Quando éramos crianças, lá pras bandas da Cidade Baixa, nossa vizinha de porta costumava entregar “ao tempo e ao vento” quem lhe fizesse algum mal. Embora essa fosse uma vingança apenas verbal, e muito simples para alguém do signo de escorpião, nós costumávamos ficar arrepiadas, eu e a minha irmã, quando a vizinha dizia aquela frase, bem alto, para quem quisesse ouvir, ajoelhada no batente frio de sua casa humilde, olhando para o céu com ênfase ritualística.
Nossa vizinha não desejava mal a quase ninguém, que fique claro. Se penso nela, só lembro o quanto eram enormes o seu corpo e o seu coração. Mas ela já sabia o que só aprenderíamos mais tarde, que o Destino segue o seu curso impiedosamente e que a criatura em questão, a quem se destinava aquela espécie malsã de encantamento, experimentaria, de algum modo e em algum ponto, a magia inexorável da natureza. Fosse a ação de forças contrárias ou a inversão das marés.
Sacudida por tempestades, dessas que vem e vão na vida de cada ser humano, assim eu imaginava em minha ingenuidade de oito anos, a pessoa amaldiçoada teria diante de si a grande regra do universo, enfim, revelada: a verdade é que não somos nada, nada além de corpos compostos por partículas estelares, com microbiotas colonizando a pele. Microscópicos hospedeiros, insuspeitos, habitam tanto os rostos dos astros de Hollywood quanto os dos invisibilizados pela sociedade.
Então, sempre que alguém se fizer de muito importante, apenas observe a sua face arrogante e pense nas extensas colônias de microrganismos que estarão, naquele exato instante, habitando o seu rosto, os nossos rostos de gente. Não há boniteza que seja imune a fungos. Nem há feiuras neutras às bactérias. O resto é só a ilusão de ser grande que, geralmente, alimenta as pessoas muito pequenas.

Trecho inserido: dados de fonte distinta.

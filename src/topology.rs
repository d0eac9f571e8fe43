//! Cell tree topology and per-cell neighbor state

use std::collections::{BTreeMap, HashMap};
use std::sync::Arc;

use parking_lot::RwLock;
use serde_json::{json, Map, Value};
use tracing::debug;

use crate::address::CellPath;
use crate::aggregate::add_numbers;
use crate::error::{CellError, Result};

/// What a cell knows about its place in the tree
pub trait TopologyStore: Send + Sync {
    /// Full path of this cell
    fn my_cell_path(&self) -> CellPath;

    /// Cells this one reports to
    fn parent_cells(&self) -> Vec<CellPath>;

    /// Cells that report to this one
    fn child_cells(&self) -> Vec<CellPath>;

    /// Opaque snapshot handed to neighbor cells
    fn cell_info_for_neighbors(&self) -> Value;

    /// This cell's capabilities, children included
    fn our_capabilities(&self) -> Value;

    /// This cell's free capacity, children included
    fn our_capacities(&self) -> Value;

    /// Record capabilities announced by a child
    fn update_cell_capabilities(&self, cell: &CellPath, capabilities: Value);

    /// Record capacities announced by a child
    fn update_cell_capacities(&self, cell: &CellPath, capacities: Value);
}

/// Node in the cell tree
#[derive(Debug, Clone)]
struct CellNode {
    parent: Option<CellPath>,
    children: Vec<CellPath>,
}

/// Registry of every cell in the tree
#[derive(Debug, Default)]
pub struct CellTree {
    /// All nodes by path
    nodes: HashMap<CellPath, CellNode>,
    /// The top cell
    root: Option<CellPath>,
}

impl CellTree {
    /// Create a new empty tree
    pub fn new() -> Self {
        Self::default()
    }

    /// Add a cell. Its parent (the path minus its last segment) must already exist.
    pub fn add_cell(&mut self, path: CellPath) -> Result<()> {
        if path.is_local() {
            return Err(CellError::Config("cannot register the local path as a cell".into()));
        }
        if self.nodes.contains_key(&path) {
            return Ok(());
        }

        let parent = path.parent();
        match &parent {
            Some(pid) => {
                let node = self
                    .nodes
                    .get_mut(pid)
                    .ok_or_else(|| CellError::CellNotFound(pid.clone()))?;
                node.children.push(path.clone());
            }
            None => {
                if let Some(root) = &self.root {
                    return Err(CellError::Config(format!(
                        "tree already has top cell {root}, cannot add {path}"
                    )));
                }
                self.root = Some(path.clone());
            }
        }

        debug!(cell = %path, "Registered cell");
        self.nodes.insert(
            path,
            CellNode {
                parent,
                children: Vec::new(),
            },
        );
        Ok(())
    }

    pub fn root(&self) -> Option<&CellPath> {
        self.root.as_ref()
    }

    pub fn contains(&self, path: &CellPath) -> bool {
        self.nodes.contains_key(path)
    }

    pub fn parent(&self, path: &CellPath) -> Option<CellPath> {
        self.nodes.get(path).and_then(|n| n.parent.clone())
    }

    pub fn children(&self, path: &CellPath) -> Vec<CellPath> {
        self.nodes.get(path).map(|n| n.children.clone()).unwrap_or_default()
    }

    /// `path` and every cell below it, parents before children
    pub fn subtree(&self, path: &CellPath) -> Vec<CellPath> {
        let mut out = Vec::new();
        if !self.nodes.contains_key(path) {
            return out;
        }
        let mut stack = vec![path.clone()];
        while let Some(current) = stack.pop() {
            let children = self.children(&current);
            out.push(current);
            stack.extend(children.into_iter().rev());
        }
        out
    }

    /// Every registered cell above `path`, nearest first
    pub fn ancestors(&self, path: &CellPath) -> Vec<CellPath> {
        let mut out = Vec::new();
        let mut current = self.parent(path);
        while let Some(p) = current {
            current = self.parent(&p);
            out.push(p);
        }
        out
    }

    pub fn len(&self) -> usize {
        self.nodes.len()
    }

    pub fn is_empty(&self) -> bool {
        self.nodes.is_empty()
    }
}

/// Per-child state learned from announcements
#[derive(Debug, Clone, Default)]
struct NeighborState {
    capabilities: Option<Value>,
    capacities: Option<Value>,
}

/// One cell's view of a shared [`CellTree`]
pub struct TreeTopology {
    tree: Arc<RwLock<CellTree>>,
    me: CellPath,
    own_capabilities: RwLock<Value>,
    own_capacities: RwLock<Value>,
    neighbors: RwLock<BTreeMap<CellPath, NeighborState>>,
}

impl TreeTopology {
    /// View of `me`, which must already be registered in `tree`
    pub fn new(tree: Arc<RwLock<CellTree>>, me: CellPath) -> Result<Self> {
        if !tree.read().contains(&me) {
            return Err(CellError::CellNotFound(me));
        }
        Ok(Self {
            tree,
            me,
            own_capabilities: RwLock::new(json!({})),
            own_capacities: RwLock::new(json!({})),
            neighbors: RwLock::new(BTreeMap::new()),
        })
    }

    pub fn set_capabilities(&self, capabilities: Value) {
        *self.own_capabilities.write() = capabilities;
    }

    pub fn set_capacities(&self, capacities: Value) {
        *self.own_capacities.write() = capacities;
    }
}

impl TopologyStore for TreeTopology {
    fn my_cell_path(&self) -> CellPath {
        self.me.clone()
    }

    fn parent_cells(&self) -> Vec<CellPath> {
        self.tree.read().parent(&self.me).into_iter().collect()
    }

    fn child_cells(&self) -> Vec<CellPath> {
        self.tree.read().children(&self.me)
    }

    fn cell_info_for_neighbors(&self) -> Value {
        json!({
            "name": self.me,
            "parents": self.parent_cells(),
            "children": self.child_cells(),
            "capabilities": self.our_capabilities(),
            "capacities": self.our_capacities(),
        })
    }

    fn our_capabilities(&self) -> Value {
        let mut merged = as_map(&self.own_capabilities.read());
        for state in self.neighbors.read().values() {
            if let Some(Value::Object(child)) = &state.capabilities {
                for (key, value) in child {
                    merged.entry(key.clone()).or_insert_with(|| value.clone());
                }
            }
        }
        Value::Object(merged)
    }

    fn our_capacities(&self) -> Value {
        let mut merged = as_map(&self.own_capacities.read());
        for state in self.neighbors.read().values() {
            if let Some(Value::Object(child)) = &state.capacities {
                for (key, value) in child {
                    let Value::Number(add) = value else { continue };
                    let sum = match merged.get(key) {
                        Some(Value::Number(current)) => add_numbers(current, add),
                        _ => Some(add.clone()),
                    };
                    match sum {
                        Some(sum) => {
                            merged.insert(key.clone(), Value::Number(sum));
                        }
                        None => debug!(key = %key, "Capacity sum is not finite, keeping previous value"),
                    }
                }
            }
        }
        Value::Object(merged)
    }

    fn update_cell_capabilities(&self, cell: &CellPath, capabilities: Value) {
        self.neighbors.write().entry(cell.clone()).or_default().capabilities = Some(capabilities);
    }

    fn update_cell_capacities(&self, cell: &CellPath, capacities: Value) {
        self.neighbors.write().entry(cell.clone()).or_default().capacities = Some(capacities);
    }
}

fn as_map(value: &Value) -> Map<String, Value> {
    match value {
        Value::Object(map) => map.clone(),
        _ => Map::new(),
    }
}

Imagine estar entregue “ao tempo e ao vento” em uma tempestade? Hoje entendo que nada pode ser mais cruel que desejar o abandono de alguém à própria sorte, relegado à solidão de quem sabe que será inútil gritar, trancafiado na impossibilidade de comunicar a dor que sente ou de movimentar, com o pensamento, as folhas verdes. Como a bruxa que Fernando Pessoa descreve em O último sortilégio, aquela que perde até o dom de conjurar um nome.